Reproduce exactly the lines from the top of the records below through the line holding "pub fn load(&self)".
#### DATA UNDER STUDY
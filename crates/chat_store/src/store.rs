use std::fs;
use std::path::{Path, PathBuf};

use crate::error::ChatStoreError;
use crate::schema::Message;

/// Durable store for one conversation history snapshot.
pub struct ChatStore {
    path: PathBuf,
}

impl ChatStore {
    #[must_use]
    pub fn open(path: impl Into<PathBuf>) -> Self {
        Self { path: path.into() }
    }

    #[must_use]
    pub fn path(&self) -> &Path {
        &self.path
    }

    /// Loads the persisted history.
    ///
    /// Missing, unreadable, or malformed data yields an empty history;
    /// a malformed file is deleted so the next load starts clean.
    #[must_use]
    pub fn load(&self) -> Vec<Message> {
        let raw = match fs::read_to_string(&self.path) {
            Ok(raw) => raw,
            Err(error) if error.kind() == std::io::ErrorKind::NotFound => return Vec::new(),
            Err(error) => {
                log::warn!(
                    "failed to read history at {}: {error}",
                    self.path.display()
                );
                return Vec::new();
            }
        };

        match serde_json::from_str::<Vec<Message>>(&raw) {
            Ok(history) => history,
            Err(error) => {
                log::warn!(
                    "discarding malformed history at {}: {error}",
                    self.path.display()
                );
                self.erase();
                Vec::new()
            }
        }
    }

    /// Replaces the stored snapshot with `history`.
    ///
    /// The snapshot is written to a sibling temp file and renamed into
    /// place, so the stored data is never a partial record.
    pub fn save(&self, history: &[Message]) -> Result<(), ChatStoreError> {
        let serialized = serde_json::to_string(history)
            .map_err(|source| ChatStoreError::serialize(&self.path, source))?;

        if let Some(parent) = self.path.parent() {
            fs::create_dir_all(parent).map_err(|source| {
                ChatStoreError::io("creating history directory", parent, source)
            })?;
        }

        let staging = self.path.with_extension("json.tmp");
        fs::write(&staging, serialized)
            .map_err(|source| ChatStoreError::io("writing history snapshot", &staging, source))?;
        fs::rename(&staging, &self.path)
            .map_err(|source| ChatStoreError::io("replacing history snapshot", &self.path, source))?;

        Ok(())
    }

    fn erase(&self) {
        if let Err(error) = fs::remove_file(&self.path) {
            if error.kind() != std::io::ErrorKind::NotFound {
                log::warn!(
                    "failed to erase malformed history at {}: {error}",
                    self.path.display()
                );
            }
        }
    }
}
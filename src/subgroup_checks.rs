// This is taken from arkworks.rs
// They have a dependency problem, so we cannot
// yet use the newer code with this check.
//
// This should NOT be audited.
pub mod g1 {
    use std::ops::Neg;

    use ark_bls12_381::g1::Parameters;
    use ark_bls12_381::Parameters as CurveParams;

    use ark_bls12_381::Fq;
    use ark_ec::short_weierstrass_jacobian::GroupAffine;
    use ark_ec::ProjectiveCurve;
    use ark_ec::{bls12::Bls12Parameters, AffineCurve};
    use ark_ff::{field_new, BigInteger256};

    /// BETA is a non-trivial cubic root of unity in Fq.
    const BETA: Fq = field_new!(Fq, "793479390729215512621379701633421447060886740281060493010456487427281649075476305620758731620350");

    fn endomorphism(p: &GroupAffine<Parameters>) -> GroupAffine<Parameters> {
        // Endomorphism of the points on the curve.
        // endomorphism_p(x,y) = (BETA * x, y) where BETA is a non-trivial cubic root of unity in Fq.
        let mut res = (*p).clone();
        res.x *= BETA;
        res
    }

    pub fn is_in_correct_subgroup_assuming_on_curve(p: &GroupAffine<Parameters>) -> bool {
        // Algorithm from Section 6 of https://eprint.iacr.org/2021/1130.
        //
        // Check that endomorphism_p(P) == -[X^2]P

        let x = BigInteger256::new([CurveParams::X[0], 0, 0, 0]);

        // An early-out optimization described in Section 6.
        // If uP == P but P != point of infinity, then the point is not in the right subgroup.
        let x_times_p = p.mul(x);
        if x_times_p.eq(p) && !p.infinity {
            return false;
        }

        let minus_x_squared_times_p = x_times_p.mul(x).neg();
        let endomorphism_p = endomorphism(p);
        minus_x_squared_times_p.eq(&endomorphism_p)
    }
}

pub mod g2 {
    // psi(x,y) = (x**p * PSI_X, y**p * PSI_Y) is the Frobenius composed
    // with the quadratic twist and its inverse

    use ark_bls12_381::Parameters as CurveParams;
    use ark_bls12_381::{g2::Parameters, Fq, Fq2, FQ_ZERO};
    use ark_ec::bls12::Bls12Parameters;
    use ark_ec::{short_weierstrass_jacobian::GroupAffine, AffineCurve};
    use ark_ff::{field_new, BigInteger256, Field};

    pub fn is_in_correct_subgroup_assuming_on_curve(point: &GroupAffine<Parameters>) -> bool {
        // Algorithm from Section 4 of https://eprint.iacr.org/2021/1130.
        //
        // Checks that [p]P = [X]P

        let mut x_times_point = point.mul(BigInteger256([CurveParams::X[0], 0, 0, 0]));
        if CurveParams::X_IS_NEGATIVE {
            x_times_point = -x_times_point;
        }

        let p_times_point = p_power_endomorphism(point);

        x_times_point.eq(&p_times_point)
    }

    // PSI_X = 1/(u+1)^((p-1)/3)
    const P_POWER_ENDOMORPHISM_COEFF_0 : Fq2 = field_new!(
    Fq2,
    FQ_ZERO,
    field_new!(
       Fq,
       "4002409555221667392624310435006688643935503118305586438271171395842971157480381377015405980053539358417135540939437"
    )
);

    // PSI_Y = 1/(u+1)^((p-1)/2)
    const P_POWER_ENDOMORPHISM_COEFF_1: Fq2 = field_new!(
    Fq2,
    field_new!(
       Fq,
       "2973677408986561043442465346520108879172042883009249989176415018091420807192182638567116318576472649347015917690530"),
    field_new!(
       Fq,
       "1028732146235106349975324479215795277384839936929757896155643118032610843298655225875571310552543014690878354869257")
);

    fn p_power_endomorphism(p: &GroupAffine<Parameters>) -> GroupAffine<Parameters> {
        // The p-power endomorphism for G2 is defined as follows:
        // 1. Note that G2 is defined on curve E': y^2 = x^3 + 4(u+1). To map a point (x, y) in E' to (s, t) in E,
        //    one set s = x / ((u+1) ^ (1/3)), t = y / ((u+1) ^ (1/2)), because E: y^2 = x^3 + 4.
        // 2. Apply the Frobenius endomorphism (s, t) => (s', t'), another point on curve E,
        //    where s' = s^p, t' = t^p.
        // 3. Map the point from E back to E'; that is,
        //    one set x' = s' * ((u+1) ^ (1/3)), y' = t' * ((u+1) ^ (1/2)).
        //
        // To sum up, it maps
        // (x,y) -> (x^p / ((u+1)^((p-1)/3)), y^p / ((u+1)^((p-1)/2)))
        // as implemented in the code as follows.

        let mut res = *p;
        res.x.frobenius_map(1);
        res.y.frobenius_map(1);

        let tmp_x = res.x.clone();

        res.x.c0 = -P_POWER_ENDOMORPHISM_COEFF_0.c1 * &tmp_x.c1;
        res.x.c1 = P_POWER_ENDOMORPHISM_COEFF_0.c1 * &tmp_x.c0;
        res.y *= P_POWER_ENDOMORPHISM_COEFF_1;

        res
    }
}
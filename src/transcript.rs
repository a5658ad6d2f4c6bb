// The transcript threads four independent sub-ceremonies of increasing SRS
// size through the same set of contributors. Each sub-ceremony is otherwise
// a standalone SRS/UpdateProof pair; this module only adds the bookkeeping
// that keeps the four in lockstep.

use tracing::info;

use crate::actors::{Contributor, SerialisedSRS};
use crate::error::ParameterMismatchError;
use crate::keypair::KeyPair;
use crate::srs::{SRSParameters, SRS};
use crate::update_proof::UpdateProof;

/// The four mandated sub-ceremony sizes, ascending. `N2` is fixed at 65 for
/// all of them.
pub const NUM_G1_POINTS: [usize; 4] = [4096, 8192, 16384, 32768];
pub const NUM_G2_POINTS: usize = 65;

pub fn sub_ceremony_parameters() -> [SRSParameters; 4] {
    NUM_G1_POINTS.map(|n1| SRSParameters::new(n1, NUM_G2_POINTS))
}

/// Four serialized SRS, one per sub-ceremony, ordered ascending by
/// `NUM_G1_POINTS`. Fixed arity, fixed schema: there is no version field.
#[derive(Debug, Clone)]
pub struct Transcript {
    sub_ceremonies: [SerialisedSRS; 4],
}

impl Transcript {
    pub fn new(sub_ceremonies: [SerialisedSRS; 4]) -> Self {
        Self { sub_ceremonies }
    }

    /// Builds the transcript's trivial tau=1 starting point: a fresh SRS
    /// for each of the four mandated sizes.
    pub fn starting() -> Self {
        let sub_ceremonies = sub_ceremony_parameters().map(|params| SRS::new(params).serialise());
        Self { sub_ceremonies }
    }

    pub fn sub_ceremonies(&self) -> &[SerialisedSRS; 4] {
        &self.sub_ceremonies
    }
}

fn check_parameter_binding(
    index: usize,
    g1_points: &[String],
) -> Result<(), ParameterMismatchError> {
    let expected = NUM_G1_POINTS[index];
    if g1_points.len() != expected {
        return Err(ParameterMismatchError::WrongSize {
            ceremony_index: index,
            field: "num_g1_points",
            expected,
            got: g1_points.len(),
        });
    }
    Ok(())
}

/// Applies one contribution (four secrets, one per sub-ceremony) to
/// `transcript` and returns the updated transcript together with the four
/// update proofs, in sub-ceremony order.
///
/// Takes ownership of the four `KeyPair`s and destroys each immediately
/// after it is applied, per the secret-material discipline of `spec.md` §5:
/// a contributor's keypair must not outlive its one use.
///
/// Fails fast with a `ParameterMismatchError` if the secrets list isn't
/// exactly four long, or if any sub-ceremony's SRS doesn't carry the
/// expected `num_g1_points` for its position — these are fatal decode-time
/// mismatches, not verification failures.
pub fn update_transcript(
    transcript: &Transcript,
    secrets: Vec<KeyPair>,
) -> Result<(Transcript, [UpdateProof; 4]), ParameterMismatchError> {
    if secrets.len() != 4 {
        return Err(ParameterMismatchError::WrongSubCeremonyCount {
            expected: 4,
            got: secrets.len(),
        });
    }

    let parameters = sub_ceremony_parameters();
    let mut new_sub_ceremonies: [SerialisedSRS; 4] = Default::default();
    let mut proofs: Vec<UpdateProof> = Vec::with_capacity(4);

    for (i, (params, keypair)) in parameters.into_iter().zip(secrets).enumerate() {
        let (g1_points, _) = &transcript.sub_ceremonies[i];
        check_parameter_binding(i, g1_points)?;

        let mut contributor =
            Contributor::new(keypair, params, transcript.sub_ceremonies[i].clone())
                .map_err(|_| ParameterMismatchError::WrongSize {
                    ceremony_index: i,
                    field: "serialised_srs",
                    expected: params.num_g1_elements_needed,
                    got: g1_points.len(),
                })?;

        let proof = contributor.update_srs();
        new_sub_ceremonies[i] = contributor.serialise_srs();
        proofs.push(proof);
        contributor.into_keypair().destroy();

        info!(sub_ceremony = i, "applied contribution to sub-ceremony");
    }

    let proofs: [UpdateProof; 4] = proofs
        .try_into()
        .expect("exactly four proofs were pushed, one per sub-ceremony");

    Ok((Transcript::new(new_sub_ceremonies), proofs))
}

/// Independently verifies each of the four sub-ceremonies between `start`
/// and `end`, given the per-sub-ceremony proof lists in the same order as
/// `NUM_G1_POINTS`.
pub fn verify_ceremonies(start: &Transcript, end: &Transcript, proofs: &[Vec<UpdateProof>; 4]) -> bool {
    let parameters = sub_ceremony_parameters();

    for i in 0..4 {
        let starting_srs = match SRS::deserialise(start.sub_ceremonies[i].clone(), parameters[i]) {
            Ok(srs) => srs,
            Err(_) => return false,
        };
        let ending_srs = match SRS::deserialise(end.sub_ceremonies[i].clone(), parameters[i]) {
            Ok(srs) => srs,
            Err(_) => return false,
        };

        if !SRS::verify_updates(&starting_srs, &ending_srs, &proofs[i]) {
            return false;
        }
    }

    true
}

#[cfg(test)]
mod tests {
    use super::*;

    #[test]
    fn transcript_round_with_mandated_sizes() {
        let start = Transcript::starting();

        let secrets = vec![
            KeyPair::new_from_u64(11),
            KeyPair::new_from_u64(22),
            KeyPair::new_from_u64(33),
            KeyPair::new_from_u64(44),
        ];

        let (end, proofs) = update_transcript(&start, secrets).unwrap();

        let proof_lists: [Vec<UpdateProof>; 4] = proofs.map(|p| vec![p]);
        assert!(verify_ceremonies(&start, &end, &proof_lists));

        let parameters = sub_ceremony_parameters();
        for i in 0..4 {
            let ending_srs =
                SRS::deserialise(end.sub_ceremonies[i].clone(), parameters[i]).unwrap();
            assert_eq!(proofs[i].after_tau_g1(), ending_srs.g1_elements()[1]);
        }
    }

    #[test]
    fn wrong_secret_count_is_rejected() {
        let start = Transcript::starting();
        let secrets = vec![KeyPair::new_from_u64(1), KeyPair::new_from_u64(2)];

        let err = update_transcript(&start, secrets).unwrap_err();
        assert_eq!(
            err,
            ParameterMismatchError::WrongSubCeremonyCount {
                expected: 4,
                got: 2,
            }
        );
    }
}
//  The problem is that the arkworks encoding is not consistent with the "official" encoding for bls12_381
// So this wrapper code is needed.
//
// Code was adapted from zkcrypto/bls12-381
// This should NOT be audited.
use ark_bls12_381::{Fq, G1Affine, G2Affine};
use ark_ff::{BigInteger384, Fp2, PrimeField};

use crate::error::DecodeError;

pub const G1_SERIALISED_SIZE: usize = 48;
pub const G2_SERIALISED_SIZE: usize = 96;

fn serialize_g2_x(p: &G2Affine) -> [u8; 96] {
    let mut result = [0u8; 96];

    let c1_bytes = serialise_fq(p.x.c1);
    let c0_bytes = serialise_fq(p.x.c0);
    (&mut result[0..48]).copy_from_slice(&c1_bytes[..]);
    (&mut result[48..96]).copy_from_slice(&c0_bytes[..]);

    result
}
fn serialize_g1_x(p: &G1Affine) -> [u8; 48] {
    return serialise_fq(p.x);
}

fn serialise_fq(field: Fq) -> [u8; 48] {
    let mut result = [0u8; 48];

    let rep = field.into_repr();

    result[0..8].copy_from_slice(&rep.0[5].to_be_bytes());
    result[8..16].copy_from_slice(&rep.0[4].to_be_bytes());
    result[16..24].copy_from_slice(&rep.0[3].to_be_bytes());
    result[24..32].copy_from_slice(&rep.0[2].to_be_bytes());
    result[32..40].copy_from_slice(&rep.0[1].to_be_bytes());
    result[40..48].copy_from_slice(&rep.0[0].to_be_bytes());

    result
}

fn deserialise_fq(bytes: [u8; 48]) -> Fq {
    let mut tmp = BigInteger384([0, 0, 0, 0, 0, 0]);

    tmp.0[5] = u64::from_be_bytes(<[u8; 8]>::try_from(&bytes[0..8]).unwrap());
    tmp.0[4] = u64::from_be_bytes(<[u8; 8]>::try_from(&bytes[8..16]).unwrap());
    tmp.0[3] = u64::from_be_bytes(<[u8; 8]>::try_from(&bytes[16..24]).unwrap());
    tmp.0[2] = u64::from_be_bytes(<[u8; 8]>::try_from(&bytes[24..32]).unwrap());
    tmp.0[1] = u64::from_be_bytes(<[u8; 8]>::try_from(&bytes[32..40]).unwrap());
    tmp.0[0] = u64::from_be_bytes(<[u8; 8]>::try_from(&bytes[40..48]).unwrap());

    Fq::from_repr(tmp).unwrap()
}

/// Reads one compressed G1 point off of `reader`. Used when deserialising
/// the flat-byte SRS encoding, where points are packed back-to-back with no
/// length prefix.
pub fn g1_from_reader<R: std::io::Read>(reader: &mut R) -> Result<G1Affine, DecodeError> {
    let mut bytes = [0u8; G1_SERIALISED_SIZE];
    reader
        .read_exact(&mut bytes)
        .map_err(|_| DecodeError::WrongByteLength {
            expected: G1_SERIALISED_SIZE,
            got: 0,
        })?;
    deserialize_g1(bytes)
}

/// Reads one compressed G2 point off of `reader`. See `g1_from_reader`.
pub fn g2_from_reader<R: std::io::Read>(reader: &mut R) -> Result<G2Affine, DecodeError> {
    let mut bytes = [0u8; G2_SERIALISED_SIZE];
    reader
        .read_exact(&mut bytes)
        .map_err(|_| DecodeError::WrongByteLength {
            expected: G2_SERIALISED_SIZE,
            got: 0,
        })?;
    deserialize_g2(bytes)
}

pub fn deserialize_g1(bytes: [u8; 48]) -> Result<G1Affine, DecodeError> {
    // Obtain the three flags from the start of the byte sequence
    let flags = EncodingFlags::get_flags(&bytes[..]);

    if !flags.is_compressed {
        return Err(DecodeError::UnimplementedEncoding);
    }

    if flags.is_infinity {
        return Ok(G1Affine::default());
    }
    // Attempt to obtain the x-coordinate
    let x = {
        let mut tmp = [0; 48];
        tmp.copy_from_slice(&bytes[0..48]);

        // Mask away the flag bits
        tmp[0] &= 0b0001_1111;

        deserialise_fq(tmp)
    };

    G1Affine::get_point_from_x(x, flags.is_lexographically_largest)
        .ok_or(DecodeError::PointNotOnCurve)
}

pub fn deserialize_g2(bytes: [u8; 96]) -> Result<G2Affine, DecodeError> {
    // Obtain the three flags from the start of the byte sequence
    let flags = EncodingFlags::get_flags(&bytes);

    if flags.is_infinity {
        return Ok(G2Affine::default());
    }
    if !flags.is_compressed {
        return Err(DecodeError::UnimplementedEncoding);
    }

    // Attempt to obtain the x-coordinate
    let xc1 = {
        let mut tmp = [0; 48];
        tmp.copy_from_slice(&bytes[0..48]);

        // Mask away the flag bits
        tmp[0] &= 0b0001_1111;

        deserialise_fq(tmp)
    };
    let xc0 = {
        let mut tmp = [0; 48];
        tmp.copy_from_slice(&bytes[48..96]);

        deserialise_fq(tmp)
    };

    let x = Fp2::new(xc0, xc1);

    G2Affine::get_point_from_x(x, flags.is_lexographically_largest)
        .ok_or(DecodeError::PointNotOnCurve)
}

struct EncodingFlags {
    is_compressed: bool,
    is_infinity: bool,
    is_lexographically_largest: bool,
}

impl EncodingFlags {
    fn get_flags(bytes: &[u8]) -> Self {
        let compression_flag_set = (bytes[0] >> 7) & 1;
        let infinity_flag_set = (bytes[0] >> 6) & 1;
        let sort_flag_set = (bytes[0] >> 5) & 1;

        Self {
            is_compressed: compression_flag_set == 1,
            is_infinity: infinity_flag_set == 1,
            is_lexographically_largest: sort_flag_set == 1,
        }
    }
    fn encode_flags(&self, bytes: &mut [u8]) {
        if self.is_compressed {
            bytes[0] |= 1 << 7;
        }

        if self.is_infinity {
            bytes[0] |= 1 << 6;
        }

        if self.is_compressed && !self.is_infinity && self.is_lexographically_largest {
            bytes[0] |= 1 << 5;
            return;
        }
    }
}

// fn add_encoding(result: &mut [u8], is_inf: bool, positive_y: bool) {
//     // add compression flag
//     result[0] |= 1 << 7;

//     if is_inf {
//         result[0] |= 1 << 6;
//         return;
//     }

//     if positive_y {
//         result[0] |= 1 << 5;
//         return;
//     }
// }

pub fn serialize_g1(p: &G1Affine) -> [u8; 48] {
    let mut result = serialize_g1_x(p);
    let encoding = EncodingFlags {
        is_compressed: true,
        is_infinity: p.infinity,
        is_lexographically_largest: p.y > -p.y,
    };
    encoding.encode_flags(&mut result[..]);
    result
}

pub fn serialize_g2(p: &G2Affine) -> [u8; 96] {
    let mut result = serialize_g2_x(p);
    let encoding = EncodingFlags {
        is_compressed: true,
        is_infinity: p.infinity,
        is_lexographically_largest: p.y > -p.y,
    };

    encoding.encode_flags(&mut result[..]);
    result
}
#[cfg(test)]
mod test {
    use super::*;
    use ark_ec::AffineCurve;
    #[test]
    fn test_correct_g1() {
        let p = G1Affine::prime_subgroup_generator();
        let enc = serialize_g1(&p);
        assert_eq!(hex::encode(enc), "97f1d3a73197d7942695638c4fa9ac0fc3688c4f9774b905a14e3a3f171bac586c55e83ff97a1aeffb3af00adb22c6bb");
        assert_eq!(hex::encode(serialize_g1(&G1Affine::default())), "c00000000000000000000000000000000000000000000000000000000000000000000000000000000000000000000000")
    }
    #[test]
    fn test_correct_g2() {
        let p = G2Affine::prime_subgroup_generator();
        assert_eq!(hex::encode(serialize_g2(&p)), "93e02b6052719f607dacd3a088274f65596bd0d09920b61ab5da61bbdc7f5049334cf11213945d57e5ac7d055d042b7e024aa2b2f08f0a91260805272dc51051c6e47ad4fa403b02b4510b647ae3d1770bac0326a805bbefd48056c8c121bdb8");
        assert_eq!(hex::encode(serialize_g2(&G2Affine::default())), "c00000000000000000000000000000000000000000000000000000000000000000000000000000000000000000000000000000000000000000000000000000000000000000000000000000000000000000000000000000000000000000000000")
    }
    #[test]
    fn test_serialize_deserialize() {
        let p = G1Affine::prime_subgroup_generator();
        let got = deserialize_g1(serialize_g1(&p)).unwrap();

        assert_eq!(got, p);
        let p2 = G2Affine::prime_subgroup_generator();
        let got = deserialize_g2(serialize_g2(&p2)).unwrap();
        assert_eq!(got, p2);
    }
}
########
# ANSWER SPACE
filename crates/chat_store/src/store.rs
use std::fs;
use std::path::{Path, PathBuf};

use crate::error::ChatStoreError;
use crate::schema::Message;

/// Durable store for one conversation history snapshot.
pub struct ChatStore {
    path: PathBuf,
}

impl ChatStore {
    #[must_use]
    pub fn open(path: impl Into<PathBuf>) -> Self {
        Self { path: path.into() }
    }

    #[must_use]
    pub fn path(&self) -> &Path {
        &self.path
    }

    /// Loads the persisted history.
    ///
    /// Missing, unreadable, or malformed data yields an empty history;
    /// a malformed file is deleted so the next load starts clean.
    #[must_use]
    pub fn load(&self) -> Vec<Message> {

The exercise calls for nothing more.